Vier zentrale Anliegen postkolonialer Theorie können formuliert werden: (1) die Analyse der Konstruktion von in binärer Opposition stehenden Selbst- und Fremdrepräsentationen (Othering) in einem historischen Prozess, der durch wechselseitige Konstitution und strukturelle Ungleichheit geprägt ist (vgl. Amos & Parmar, 1984; Mohanty, 1997; Said, 1978); (2) die Untersuchung von Machtrelationen, Ausbeutung und Hierarchien, welche mittels kultureller Repräsentation und politischer Kontrolle stabilisiert werden (vgl.  Bhabha, 1994; hooks, 1989; Spivak, 1988, 1994); (3) die Analyse von Kolonisierung als gewaltsamem Prozess der Subjektkonstitution, die den domestizierten Anderen durch pädagogische und performative Praktiken erschafft (vgl. hooks, 1994, 2003, 2010); und (4) die Transformation von kolonialen (Ohn-)Machtkonzepten, die das koloniale Subjekt als handlungsunfähiges Objekt konstruieren, in (selbst-)ermächtigende Handlungskonzepte (vgl. agency bei Homi K. Bhabha, 1994 und Konzept des talking back bei bell hooks, 1989). Neben das wissenschaftliche Erkenntnisinteresse tritt ein normatives political commitment, das sich in einer parteilichen, bisweilen intervenierenden Wissenschaftspraxis äußert. Der zum Teil synonym verwendete Begriff Postkoloniale Kritik rückt das politische Engagement stärker in den Fokus.

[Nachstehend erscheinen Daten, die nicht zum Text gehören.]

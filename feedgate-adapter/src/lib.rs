//! Adapter utilities for the `feedgate` crate.
//!
//! The `feedgate` crate is UI-agnostic and focuses on the core reconciliation
//! state. This crate provides small, framework-neutral helpers commonly
//! needed by adapters:
//!
//! - Canonicalized location keys and an in-memory snapshot store
//! - A leave/enter navigator around the store
//! - A tick-driven scroll-restoration episode controller (catch-up fetching
//!   plus convergent scroll correction)
//!
//! This crate is intentionally framework-agnostic (no DOM/ratatui/egui
//! bindings): hosts observe their UI, pass a `RestoreView` per frame, and
//! apply the returned `RestoreCommand`.
#![cfg_attr(not(feature = "std"), no_std)]
#![forbid(unsafe_code)]

extern crate alloc;

#[cfg(test)]
extern crate std;

#[macro_use]
mod macros;

mod location;
mod navigator;
mod restore;
mod snapshot;

#[cfg(test)]
mod tests;

pub use location::{canonical_location_key, nav_key};
pub use navigator::Navigator;
pub use restore::{RestoreCommand, RestoreController, RestoreOptions, RestoreView};
pub use snapshot::{MemorySnapshotStore, ScrollSnapshot, SnapshotStore};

Als „Gründungsdokument postkolonialer Theorie“ (Castro Varela & Dhawan, 2005, S. 31) gilt Edward Saids (1935-2003) Studie „Orientalism“ (1978). Darin rekonstruiert Said den Orientalismusdiskurs der Kolonialmächte und arbeitet heraus, wie KolonisatorInnen und Kolonisierte sich gegenseitig bedingen und vom kolonialen Diskurs gleichermaßen hervorgebracht werden. Er zeigt auf, wie der Diskurs zur Legitimation und zum Auf- bzw. Ausbau der europäischen Kolonialherrschaft instrumentalisiert wurde. Insbesondere marxistische, poststrukturalistische und feministische Ansätze haben einen Einfluss auf postkoloniale Theoriebildung und Methodologie (Gutiérrez Rodríguez, 2010, S. 274). Die vielfältigen theoretischen und methodologischen Bezüge – Ha (2011, S. 180) spricht von „Polyphonie“ – sind ein Charakteristikum postkolonialer Theorie und Kritik. So vereint postkoloniale Theorie einerseits eine Vielzahl dissonanter Stimmen und Perspektiven in sich, andererseits wird es so möglich, der Vereinheitlichung und Normierung wissenschaftlicher Theoriebildung bewusst entgegenzutreten.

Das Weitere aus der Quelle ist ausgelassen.